Induction of extracellular β-galactosidase (Bga1) formation by d-galactose in Hypocrea jecorina is mediated by galactitol

Abstract
The ability of Hypocrea jecorina (Trichoderma reesei) to grow on lactose strongly depends on the formation of an extracellular glycoside hydrolase (GH) family 35 β-galactosidase, encoded by the bga1 gene. Previous studies, using batch or transfer cultures of pregrown cells, had shown that bga1 is induced by lactose and d-galactose, but to a lesser extent by galactitol. To test whether the induction level is influenced by the different growth rates attainable on these carbon sources, bga1 expression was compared in carbon-limited chemostat cultivations at defined dilution (=specific growth) rates.
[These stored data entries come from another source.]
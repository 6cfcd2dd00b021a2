//! Transport service - starts the configured transport.

use tracing::info;

use super::{TransportConfig, TransportResult};
use crate::core::McpServer;

#[cfg(feature = "stdio")]
use super::stdio::StdioTransport;

#[cfg(feature = "http")]
use super::http::HttpTransport;

/// Transport service - manages the transport layer for the MCP server.
pub struct TransportService {
    config: TransportConfig,
}

impl TransportService {
    /// Create a new transport service with the given configuration.
    pub fn new(config: TransportConfig) -> Self {
        Self { config }
    }

    /// Get the transport configuration.
    pub fn config(&self) -> &TransportConfig {
        &self.config
    }

    /// Start the transport with the given MCP server.
    ///
    /// This method blocks until the transport is shut down.
    pub async fn run(self, server: McpServer) -> TransportResult<()> {
        info!("Starting transport: {}", self.config.description());

        match self.config {
            #[cfg(feature = "stdio")]
            TransportConfig::Stdio => StdioTransport::run(server).await,
            #[cfg(feature = "http")]
            TransportConfig::Http(cfg) => HttpTransport::new(cfg).run(server).await,
        }
    }
}
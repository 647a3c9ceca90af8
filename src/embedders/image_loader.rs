//! Worker-pool batch loading of image payloads.
//!
//! Image bytes are materialized batch by batch on blocking threads, with
//! in-flight batches bounded by the available CPU parallelism. Batch order
//! and item order within each batch are preserved.

use std::num::NonZeroUsize;
use std::sync::Arc;

use anyhow::{Context, Result};
use tokio::sync::Semaphore;
use tracing::debug;

use crate::dataset::{ImageSource, Item};

use super::traits::ImageBatch;

/// Load the image payloads of `items` into batches of `batch_size`.
///
/// Items without an image payload contribute empty bytes; payload
/// completeness is the data supplier's contract.
pub async fn load_image_batches(items: &[Item], batch_size: usize) -> Result<Vec<ImageBatch>> {
    let batch_size = batch_size.max(1);
    let workers = std::thread::available_parallelism()
        .map(NonZeroUsize::get)
        .unwrap_or(1);
    let semaphore = Arc::new(Semaphore::new(workers));
    debug!(
        items = items.len(),
        batch_size, workers, "loading image batches"
    );

    let mut handles = Vec::new();
    for chunk in items.chunks(batch_size) {
        let sources: Vec<Option<ImageSource>> =
            chunk.iter().map(|item| item.image.clone()).collect();
        let semaphore = Arc::clone(&semaphore);
        handles.push(tokio::spawn(async move {
            let _permit = semaphore
                .acquire_owned()
                .await
                .context("image loader pool closed")?;
            tokio::task::spawn_blocking(move || load_batch(&sources))
                .await
                .context("image loader worker panicked")?
        }));
    }

    let mut batches = Vec::with_capacity(handles.len());
    for handle in handles {
        batches.push(handle.await.context("image loader task cancelled")??);
    }
    Ok(batches)
}

fn load_batch(sources: &[Option<ImageSource>]) -> Result<ImageBatch> {
    let mut images = Vec::with_capacity(sources.len());
    for source in sources {
        let bytes = match source {
            Some(ImageSource::Path(path)) => std::fs::read(path)
                .with_context(|| format!("Failed to read image: {path:?}"))?,
            Some(ImageSource::Bytes(bytes)) => bytes.clone(),
            None => Vec::new(),
        };
        images.push(bytes);
    }
    Ok(ImageBatch { images })
}
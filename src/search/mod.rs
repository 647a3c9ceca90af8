//! Chunked exact dense-retrieval search.
//!
//! The corpus is processed in contiguous chunks so that embeddings for the
//! full corpus are never held simultaneously: only one chunk's embeddings
//! plus the running per-query top-k state are alive at any time. Chunks are
//! scored strictly sequentially because the per-query heaps are shared
//! mutable state across chunk iterations.

pub mod cached;
pub mod scoring;

use std::collections::BTreeMap;
use std::sync::Arc;

use tracing::info;

use crate::dataset::{collect_texts, Item, ItemCollection, Modality};
use crate::embedders::{load_image_batches, Embedder, EmbeddingMatrix};
use crate::error::{EvalError, Result};

pub use cached::load_previous_results;
pub use scoring::{ScoreFunction, TopKHeap};

/// query id → {corpus id → similarity score}, at most `top_k` entries per
/// query. Built incrementally during search and sealed once returned.
pub type ResultSet = BTreeMap<String, BTreeMap<String, f32>>;

/// Engine knobs. The chunk size bounds peak memory; the batch size is
/// forwarded to the embedding provider.
#[derive(Debug, Clone, Copy)]
pub struct SearchConfig {
    pub corpus_chunk_size: usize,
    pub batch_size: usize,
}

impl Default for SearchConfig {
    fn default() -> Self {
        Self {
            corpus_chunk_size: 20_000,
            batch_size: 128,
        }
    }
}

/// Exact (brute-force) dense retrieval over an embedding provider.
pub struct DenseExactSearch {
    model: Arc<dyn Embedder>,
    config: SearchConfig,
}

impl DenseExactSearch {
    pub fn new(model: Arc<dyn Embedder>) -> Self {
        Self::with_config(model, SearchConfig::default())
    }

    pub fn with_config(model: Arc<dyn Embedder>, config: SearchConfig) -> Self {
        let config = SearchConfig {
            corpus_chunk_size: config.corpus_chunk_size.max(1),
            batch_size: config.batch_size.max(1),
        };
        Self { model, config }
    }

    /// Rank every corpus item against every query and keep the global
    /// top-`top_k` per query.
    ///
    /// Exactly equal scores are resolved in favor of the lexicographically
    /// lower corpus id, independent of chunking and insertion order.
    pub async fn search(
        &self,
        corpus: &ItemCollection,
        queries: &ItemCollection,
        top_k: usize,
        score_function: ScoreFunction,
    ) -> Result<ResultSet> {
        let query_ids = queries.ids();
        let mut results: ResultSet = query_ids
            .iter()
            .map(|qid| (qid.clone(), BTreeMap::new()))
            .collect();
        let (Some(q_modality), Some(corpus_modality)) = (queries.modality(), corpus.modality())
        else {
            // one of the collections is empty; nothing to rank
            return Ok(results);
        };

        info!("Encoding queries");
        let query_embeddings = self.encode(queries.items(), q_modality).await?;

        info!(
            "Scoring function: {} ({})",
            score_function.description(),
            score_function.key()
        );
        info!("Encoding corpus in chunks of {}", self.config.corpus_chunk_size);

        let mut heaps: Vec<TopKHeap> = query_ids.iter().map(|_| TopKHeap::new(top_k)).collect();
        for (chunk_index, chunk) in corpus
            .items()
            .chunks(self.config.corpus_chunk_size)
            .enumerate()
        {
            info!(chunk = chunk_index, size = chunk.len(), "Encoding corpus chunk");
            let chunk_embeddings = self.encode(chunk, corpus_modality).await?;

            let mut scores =
                scoring::score_matrix(score_function, &query_embeddings, &chunk_embeddings);
            // NaN comes from degenerate (zero) vectors; the sentinel keeps
            // such pairs out of the top-k whenever any valid score competes.
            scoring::replace_nan(&mut scores);

            for (heap, row) in heaps.iter_mut().zip(scores.iter()) {
                for (item, &score) in chunk.iter().zip(row.iter()) {
                    heap.push(score, &item.id);
                }
            }
        }

        for (qid, heap) in query_ids.into_iter().zip(heaps) {
            results.insert(qid, heap.into_map());
        }
        Ok(results)
    }

    async fn encode(&self, items: &[Item], modality: Modality) -> Result<EmbeddingMatrix> {
        let batch_size = self.config.batch_size;
        let embeddings = match modality {
            Modality::Text => {
                let texts = collect_texts(items);
                self.model
                    .embed_texts(&texts, batch_size)
                    .await
                    .map_err(EvalError::Embed)?
            }
            Modality::Image => {
                let batches = load_image_batches(items, batch_size)
                    .await
                    .map_err(EvalError::Embed)?;
                self.model
                    .embed_images(&batches, batch_size)
                    .await
                    .map_err(EvalError::Embed)?
            }
            Modality::TextImage => {
                let texts = collect_texts(items);
                let batches = load_image_batches(items, batch_size)
                    .await
                    .map_err(EvalError::Embed)?;
                self.model
                    .embed_fused(&texts, &batches, batch_size)
                    .await
                    .map_err(EvalError::Embed)?
            }
        };
        if embeddings.len() != items.len() {
            return Err(EvalError::Embed(anyhow::anyhow!(
                "backend `{}` returned {} embeddings for {} items",
                self.model.name(),
                embeddings.len(),
                items.len()
            )));
        }
        Ok(embeddings)
    }
}

#[cfg(test)]
mod tests {
    use super::*;
    use crate::dataset::Item;
    use crate::embedders::{EmbedderConfig, ImageBatch};
    use anyhow::Result as AnyResult;
    use rand::rngs::StdRng;
    use rand::{Rng, SeedableRng};

    /// Embeds each text payload by parsing it as comma-separated floats.
    struct VectorEmbedder {
        config: EmbedderConfig,
    }

    impl VectorEmbedder {
        fn new() -> Self {
            Self {
                config: EmbedderConfig {
                    name: "vector-mock".into(),
                    backend: "mock".into(),
                    model: "mock".into(),
                    dimensions: 0,
                },
            }
        }
    }

    #[async_trait::async_trait]
    impl Embedder for VectorEmbedder {
        fn config(&self) -> &EmbedderConfig {
            &self.config
        }

        async fn embed_texts(
            &self,
            texts: &[String],
            _batch_size: usize,
        ) -> AnyResult<EmbeddingMatrix> {
            Ok(texts
                .iter()
                .map(|t| {
                    if t.is_empty() {
                        Vec::new()
                    } else {
                        t.split(',').map(|f| f.parse::<f32>().unwrap()).collect()
                    }
                })
                .collect())
        }

        async fn embed_images(
            &self,
            batches: &[ImageBatch],
            _batch_size: usize,
        ) -> AnyResult<EmbeddingMatrix> {
            // one row per image: first byte, as a 1-d embedding
            Ok(batches
                .iter()
                .flat_map(|b| b.images.iter())
                .map(|bytes| vec![bytes.first().copied().unwrap_or(0) as f32])
                .collect())
        }
    }

    /// Drops every other embedding, violating the alignment contract.
    struct MisalignedEmbedder {
        config: EmbedderConfig,
    }

    #[async_trait::async_trait]
    impl Embedder for MisalignedEmbedder {
        fn config(&self) -> &EmbedderConfig {
            &self.config
        }

        async fn embed_texts(
            &self,
            texts: &[String],
            _batch_size: usize,
        ) -> AnyResult<EmbeddingMatrix> {
            Ok(texts.iter().skip(1).map(|_| vec![1.0]).collect())
        }
    }

    fn vec_item(id: &str, components: &[f32]) -> Item {
        let text = components
            .iter()
            .map(|c| c.to_string())
            .collect::<Vec<_>>()
            .join(",");
        Item::text(id, text)
    }

    fn engine(chunk_size: usize) -> DenseExactSearch {
        DenseExactSearch::with_config(
            Arc::new(VectorEmbedder::new()),
            SearchConfig {
                corpus_chunk_size: chunk_size,
                batch_size: 128,
            },
        )
    }

    fn cosine(a: &[f32], b: &[f32]) -> f32 {
        let dot: f32 = a.iter().zip(b).map(|(x, y)| x * y).sum();
        let na: f32 = a.iter().map(|x| x * x).sum::<f32>().sqrt();
        let nb: f32 = b.iter().map(|x| x * x).sum::<f32>().sqrt();
        dot / (na * nb)
    }

    #[tokio::test]
    async fn round_trip_against_direct_cosine() {
        let corpus = ItemCollection::new(vec![
            vec_item("d1", &[1.0, 0.0]),
            vec_item("d2", &[0.8, 0.6]),
            vec_item("d3", &[0.0, 1.0]),
        ]);
        let queries = ItemCollection::new(vec![vec_item("q1", &[1.0, 0.1])]);

        let results = engine(20_000)
            .search(&corpus, &queries, 2, ScoreFunction::CosSim)
            .await
            .unwrap();

        let q1 = &results["q1"];
        assert_eq!(q1.len(), 2);
        let s1 = q1["d1"];
        let s2 = q1["d2"];
        assert!((s1 - cosine(&[1.0, 0.0], &[1.0, 0.1])).abs() < 1e-6);
        assert!((s2 - cosine(&[0.8, 0.6], &[1.0, 0.1])).abs() < 1e-6);
        assert!(s1 >= s2);
        assert!(!q1.contains_key("d3"));
    }

    #[tokio::test]
    async fn chunking_does_not_change_the_selected_set() {
        let corpus = ItemCollection::new(vec![
            vec_item("d1", &[1.0, 0.0]),
            vec_item("d2", &[0.8, 0.6]),
            vec_item("d3", &[0.0, 1.0]),
        ]);
        let queries = ItemCollection::new(vec![vec_item("q1", &[1.0, 0.1])]);

        let mut outcomes = Vec::new();
        for chunk_size in [1, 2, 3] {
            let results = engine(chunk_size)
                .search(&corpus, &queries, 2, ScoreFunction::CosSim)
                .await
                .unwrap();
            outcomes.push(results);
        }
        assert_eq!(outcomes[0], outcomes[1]);
        assert_eq!(outcomes[1], outcomes[2]);
    }

    #[tokio::test]
    async fn chunked_search_equals_one_shot_brute_force() {
        let mut rng = StdRng::seed_from_u64(42);
        let dim = 8;
        let corpus_items: Vec<Item> = (0..57)
            .map(|i| {
                let v: Vec<f32> = (0..dim).map(|_| rng.gen::<f32>() - 0.5).collect();
                vec_item(&format!("d{i:03}"), &v)
            })
            .collect();
        let query_items: Vec<Item> = (0..3)
            .map(|i| {
                let v: Vec<f32> = (0..dim).map(|_| rng.gen::<f32>() - 0.5).collect();
                vec_item(&format!("q{i}"), &v)
            })
            .collect();
        let corpus = ItemCollection::new(corpus_items);
        let queries = ItemCollection::new(query_items);

        let one_shot = engine(20_000)
            .search(&corpus, &queries, 10, ScoreFunction::Dot)
            .await
            .unwrap();
        let chunked = engine(7)
            .search(&corpus, &queries, 10, ScoreFunction::Dot)
            .await
            .unwrap();
        assert_eq!(one_shot, chunked);
        for docs in one_shot.values() {
            assert_eq!(docs.len(), 10);
        }
    }

    #[tokio::test]
    async fn result_size_is_min_of_corpus_and_top_k() {
        let corpus = ItemCollection::new(vec![
            vec_item("d1", &[1.0, 0.0]),
            vec_item("d2", &[0.9, 0.1]),
        ]);
        let queries = ItemCollection::new(vec![vec_item("q1", &[1.0, 0.0])]);

        let results = engine(20_000)
            .search(&corpus, &queries, 10, ScoreFunction::CosSim)
            .await
            .unwrap();
        assert_eq!(results["q1"].len(), 2);
    }

    #[tokio::test]
    async fn nan_scores_never_beat_valid_alternatives() {
        // d_zero has a zero vector: cosine is NaN, mapped to the sentinel
        let corpus = ItemCollection::new(vec![
            vec_item("d_zero", &[0.0, 0.0]),
            vec_item("d_far", &[-1.0, 0.0]),
        ]);
        let queries = ItemCollection::new(vec![vec_item("q1", &[1.0, 0.0])]);

        let results = engine(20_000)
            .search(&corpus, &queries, 1, ScoreFunction::CosSim)
            .await
            .unwrap();
        assert_eq!(
            results["q1"].keys().collect::<Vec<_>>(),
            vec!["d_far"],
            "sentinel-scored pair must lose to any valid score"
        );
    }

    #[tokio::test]
    async fn every_query_id_is_present_even_with_empty_corpus() {
        let corpus = ItemCollection::default();
        let queries = ItemCollection::new(vec![vec_item("q1", &[1.0]), vec_item("q2", &[2.0])]);

        let results = engine(20_000)
            .search(&corpus, &queries, 5, ScoreFunction::Dot)
            .await
            .unwrap();
        assert_eq!(results.len(), 2);
        assert!(results["q1"].is_empty());
        assert!(results["q2"].is_empty());
    }

    #[tokio::test]
    async fn image_collections_use_the_image_encode_path() {
        use crate::dataset::ImageSource;
        let corpus = ItemCollection::new(vec![
            Item {
                id: "i1".into(),
                modality: Modality::Image,
                text: None,
                image: Some(ImageSource::Bytes(vec![10])),
            },
            Item {
                id: "i2".into(),
                modality: Modality::Image,
                text: None,
                image: Some(ImageSource::Bytes(vec![200])),
            },
        ]);
        let queries = ItemCollection::new(vec![vec_item("q1", &[1.0])]);

        let results = engine(20_000)
            .search(&corpus, &queries, 1, ScoreFunction::Dot)
            .await
            .unwrap();
        assert_eq!(results["q1"].keys().collect::<Vec<_>>(), vec!["i2"]);
    }

    #[tokio::test]
    async fn misaligned_backend_is_rejected() {
        let model = MisalignedEmbedder {
            config: EmbedderConfig {
                name: "misaligned".into(),
                backend: "mock".into(),
                model: "mock".into(),
                dimensions: 1,
            },
        };
        let search = DenseExactSearch::new(Arc::new(model));
        let corpus = ItemCollection::new(vec![vec_item("d1", &[1.0])]);
        let queries = ItemCollection::new(vec![vec_item("q1", &[1.0]), vec_item("q2", &[2.0])]);

        let err = search
            .search(&corpus, &queries, 1, ScoreFunction::Dot)
            .await
            .unwrap_err();
        assert!(matches!(err, EvalError::Embed(_)));
    }
}
//! Items and item collections handed to the search engine.
//!
//! A collection (corpus or query set) is a flat list of items, each carrying
//! a unique string id, a modality tag and the matching payload. Collections
//! are uniformly single-modality; the tag of the first item decides which
//! encoder path the search engine takes.

use std::path::{Path, PathBuf};

use anyhow::{Context, Result};
use serde::{Deserialize, Serialize};

use crate::error::EvalError;

/// Modality tag of an item.
#[derive(Debug, Clone, Copy, PartialEq, Eq, Serialize, Deserialize)]
pub enum Modality {
    #[serde(rename = "text")]
    Text,
    #[serde(rename = "image")]
    Image,
    #[serde(rename = "text+image")]
    TextImage,
}

impl Modality {
    pub fn as_str(&self) -> &'static str {
        match self {
            Self::Text => "text",
            Self::Image => "image",
            Self::TextImage => "text+image",
        }
    }

    /// Parse a modality tag, rejecting anything outside the supported set.
    pub fn parse(tag: &str) -> Result<Self, EvalError> {
        match tag {
            "text" => Ok(Self::Text),
            "image" => Ok(Self::Image),
            "text+image" => Ok(Self::TextImage),
            other => Err(EvalError::UnsupportedModality(other.to_string())),
        }
    }
}

/// Where an item's image payload lives.
#[derive(Debug, Clone, PartialEq, Eq, Serialize, Deserialize)]
#[serde(rename_all = "snake_case")]
pub enum ImageSource {
    /// Path to an encoded image file on disk.
    Path(PathBuf),
    /// Raw encoded bytes held inline.
    Bytes(Vec<u8>),
}

/// One corpus or query entry.
#[derive(Debug, Clone, Serialize, Deserialize)]
pub struct Item {
    pub id: String,
    pub modality: Modality,
    #[serde(default, skip_serializing_if = "Option::is_none")]
    pub text: Option<String>,
    #[serde(default, skip_serializing_if = "Option::is_none")]
    pub image: Option<ImageSource>,
}

impl Item {
    /// Convenience constructor for text items.
    pub fn text(id: impl Into<String>, text: impl Into<String>) -> Self {
        Self {
            id: id.into(),
            modality: Modality::Text,
            text: Some(text.into()),
            image: None,
        }
    }
}

/// An ordered, single-modality collection of items.
#[derive(Debug, Clone, Default, Serialize, Deserialize)]
#[serde(transparent)]
pub struct ItemCollection {
    items: Vec<Item>,
}

impl ItemCollection {
    pub fn new(items: Vec<Item>) -> Self {
        Self { items }
    }

    pub fn len(&self) -> usize {
        self.items.len()
    }

    pub fn is_empty(&self) -> bool {
        self.items.is_empty()
    }

    pub fn items(&self) -> &[Item] {
        &self.items
    }

    pub fn ids(&self) -> Vec<String> {
        self.items.iter().map(|item| item.id.clone()).collect()
    }

    /// Modality of the collection, inspected from the first item. Mixed
    /// collections are an external-data contract and are not detected here.
    pub fn modality(&self) -> Option<Modality> {
        self.items.first().map(|item| item.modality)
    }

    /// Load a collection from a JSON array of items.
    pub fn load(path: &Path) -> Result<Self> {
        let content = std::fs::read_to_string(path)
            .with_context(|| format!("Failed to read item collection: {path:?}"))?;
        let items: Vec<Item> = serde_json::from_str(&content)
            .with_context(|| format!("Failed to parse item collection: {path:?}"))?;
        Ok(Self::new(items))
    }
}

/// Collect the text payload of each item, in order. Items without a text
/// payload contribute an empty string; payload completeness is the data
/// supplier's contract.
pub fn collect_texts(items: &[Item]) -> Vec<String> {
    items
        .iter()
        .map(|item| item.text.clone().unwrap_or_default())
        .collect()
}

#[cfg(test)]
mod tests {
    use super::*;

    #[test]
    fn modality_round_trips_through_tags() {
        for tag in ["text", "image", "text+image"] {
            assert_eq!(Modality::parse(tag).unwrap().as_str(), tag);
        }
    }

    #[test]
    fn unknown_modality_is_rejected() {
        let err = Modality::parse("video").unwrap_err();
        assert!(matches!(err, EvalError::UnsupportedModality(tag) if tag == "video"));
    }

    #[test]
    fn collection_modality_comes_from_first_item() {
        let collection = ItemCollection::new(vec![
            Item::text("q1", "first"),
            Item::text("q2", "second"),
        ]);
        assert_eq!(collection.modality(), Some(Modality::Text));
        assert!(ItemCollection::default().modality().is_none());
    }

    #[test]
    fn item_json_shape() {
        let parsed: Item = serde_json::from_str(
            r#"{"id": "d1", "modality": "text", "text": "a passage"}"#,
        )
        .unwrap();
        assert_eq!(parsed.id, "d1");
        assert_eq!(parsed.modality, Modality::Text);
        assert_eq!(parsed.text.as_deref(), Some("a passage"));
        assert!(parsed.image.is_none());
    }

    #[test]
    fn image_item_json_shape() {
        let parsed: Item = serde_json::from_str(
            r#"{"id": "i1", "modality": "image", "image": {"path": "imgs/i1.png"}}"#,
        )
        .unwrap();
        assert_eq!(
            parsed.image,
            Some(ImageSource::Path(PathBuf::from("imgs/i1.png")))
        );
    }

    #[test]
    fn missing_text_becomes_empty_string() {
        let items = vec![
            Item::text("a", "has text"),
            Item {
                id: "b".into(),
                modality: Modality::Text,
                text: None,
                image: None,
            },
        ];
        assert_eq!(collect_texts(&items), vec!["has text".to_string(), String::new()]);
    }
}
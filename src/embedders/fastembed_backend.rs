//! FastEmbed backend implementation
//!
//! Wraps the fastembed-rs library for ONNX-based text embedding models. This
//! is the default text backend for the CLI; image and fused encoding keep
//! the trait's unsupported defaults.

use std::sync::{Arc, Mutex};
use std::time::Instant;

use anyhow::{Context, Result};
use fastembed::{EmbeddingModel, InitOptions, TextEmbedding};

use super::traits::{Embedder, EmbedderConfig, EmbeddingMatrix};

/// Supported fastembed models.
#[derive(Debug, Clone, Copy, PartialEq, Eq)]
pub enum FastEmbedModel {
    /// BAAI/bge-small-en-v1.5 (384 dims)
    BgeSmallEnV15,
    /// BAAI/bge-base-en-v1.5 (768 dims)
    BgeBaseEnV15,
    /// Nomic embed text v1.5 (768 dims)
    NomicEmbedTextV15,
    /// intfloat/multilingual-e5-base (768 dims)
    MultilingualE5Base,
    /// Jina embeddings v2 base code (768 dims)
    JinaEmbeddingsV2BaseCode,
}

impl FastEmbedModel {
    /// Convert to fastembed's EmbeddingModel enum
    pub fn to_fastembed_model(&self) -> EmbeddingModel {
        match self {
            Self::BgeSmallEnV15 => EmbeddingModel::BGESmallENV15,
            Self::BgeBaseEnV15 => EmbeddingModel::BGEBaseENV15,
            Self::NomicEmbedTextV15 => EmbeddingModel::NomicEmbedTextV15,
            Self::MultilingualE5Base => EmbeddingModel::MultilingualE5Base,
            Self::JinaEmbeddingsV2BaseCode => EmbeddingModel::JinaEmbeddingsV2BaseCode,
        }
    }

    /// Get the vector dimensions for this model
    pub fn dimensions(&self) -> usize {
        match self {
            Self::BgeSmallEnV15 => 384,
            Self::BgeBaseEnV15
            | Self::NomicEmbedTextV15
            | Self::MultilingualE5Base
            | Self::JinaEmbeddingsV2BaseCode => 768,
        }
    }

    /// Get human-readable name
    pub fn name(&self) -> &'static str {
        match self {
            Self::BgeSmallEnV15 => "BGE-small-en-v1.5",
            Self::BgeBaseEnV15 => "BGE-base-en-v1.5",
            Self::NomicEmbedTextV15 => "Nomic-embed-text-v1.5",
            Self::MultilingualE5Base => "Multilingual-E5-Base",
            Self::JinaEmbeddingsV2BaseCode => "Jina-embeddings-v2-base-code",
        }
    }

    /// Get model identifier (for config)
    pub fn model_id(&self) -> &'static str {
        match self {
            Self::BgeSmallEnV15 => "BAAI/bge-small-en-v1.5",
            Self::BgeBaseEnV15 => "BAAI/bge-base-en-v1.5",
            Self::NomicEmbedTextV15 => "nomic-ai/nomic-embed-text-v1.5",
            Self::MultilingualE5Base => "intfloat/multilingual-e5-base",
            Self::JinaEmbeddingsV2BaseCode => "jinaai/jina-embeddings-v2-base-code",
        }
    }

    /// Resolve a CLI model name.
    pub fn parse(name: &str) -> Option<Self> {
        match name.to_lowercase().as_str() {
            "bge-small" => Some(Self::BgeSmallEnV15),
            "bge-base" => Some(Self::BgeBaseEnV15),
            "nomic" => Some(Self::NomicEmbedTextV15),
            "e5-base" => Some(Self::MultilingualE5Base),
            "jina-code" => Some(Self::JinaEmbeddingsV2BaseCode),
            _ => None,
        }
    }

    /// CLI name for this model.
    pub fn cli_name(&self) -> &'static str {
        match self {
            Self::BgeSmallEnV15 => "bge-small",
            Self::BgeBaseEnV15 => "bge-base",
            Self::NomicEmbedTextV15 => "nomic",
            Self::MultilingualE5Base => "e5-base",
            Self::JinaEmbeddingsV2BaseCode => "jina-code",
        }
    }

    /// List all available models
    pub fn all() -> Vec<Self> {
        vec![
            Self::BgeSmallEnV15,
            Self::BgeBaseEnV15,
            Self::NomicEmbedTextV15,
            Self::MultilingualE5Base,
            Self::JinaEmbeddingsV2BaseCode,
        ]
    }
}

/// FastEmbed backend for ONNX-based text embeddings
pub struct FastEmbedBackend {
    model: Arc<Mutex<TextEmbedding>>,
    config: EmbedderConfig,
}

impl FastEmbedBackend {
    /// Create a new FastEmbed backend with the specified model
    pub fn new(model_type: FastEmbedModel) -> Result<Self> {
        tracing::info!("Initializing FastEmbed model: {}", model_type.name());

        let start = Instant::now();
        let init_options =
            InitOptions::new(model_type.to_fastembed_model()).with_show_download_progress(true);
        let model = TextEmbedding::try_new(init_options).context(format!(
            "Failed to initialize FastEmbed model: {}",
            model_type.name()
        ))?;
        tracing::info!(
            "FastEmbed model {} loaded in {:?}",
            model_type.name(),
            start.elapsed()
        );

        let config = EmbedderConfig {
            name: format!("fastembed-{}", model_type.name()),
            backend: "fastembed".to_string(),
            model: model_type.model_id().to_string(),
            dimensions: model_type.dimensions(),
        };

        Ok(Self {
            model: Arc::new(Mutex::new(model)),
            config,
        })
    }
}

#[async_trait::async_trait]
impl Embedder for FastEmbedBackend {
    fn config(&self) -> &EmbedderConfig {
        &self.config
    }

    async fn embed_texts(&self, texts: &[String], batch_size: usize) -> Result<EmbeddingMatrix> {
        if texts.is_empty() {
            return Ok(Vec::new());
        }

        let texts = texts.to_vec();
        let model = Arc::clone(&self.model);

        // fastembed is synchronous; run off the async runtime
        tokio::task::spawn_blocking(move || {
            let mut guard = model.lock().unwrap();
            let refs: Vec<&str> = texts.iter().map(|t| t.as_str()).collect();
            guard
                .embed(refs, Some(batch_size))
                .context("Failed to generate batch embeddings")
        })
        .await?
    }
}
The data showed that bga1 expression by lactose, d-galactose and galactitol positively correlated with the dilution rate, and that galactitol and d-galactose induced the highest activities of β-galactosidase at comparable growth rates. To know more about the actual inducer for β-galactosidase formation, its expression in H. jecorina strains impaired in the first steps of the two d-galactose-degrading pathways was compared. Induction by d-galactose and galactitol was still found in strains deleted in the galactokinase-encoding gene gal1, which is responsible for the first step of the Leloir pathway of d-galactose catabolism. However, in a strain deleted in the aldose/d-xylose reductase gene xyl1, which performs the reduction of d-galactose to galactitol in a recently identified second pathway, induction by d-galactose, but not by galactitol, was impaired. On the other hand, induction by d-galactose and galactitol was not affected in an l-arabinitol 4-dehydrogenase (lad1)-deleted strain which is impaired in the subsequent step of galactitol degradation. These results indicate that galactitol is the actual inducer of Bga1 formation during growth on d-galactose in H. jecorina.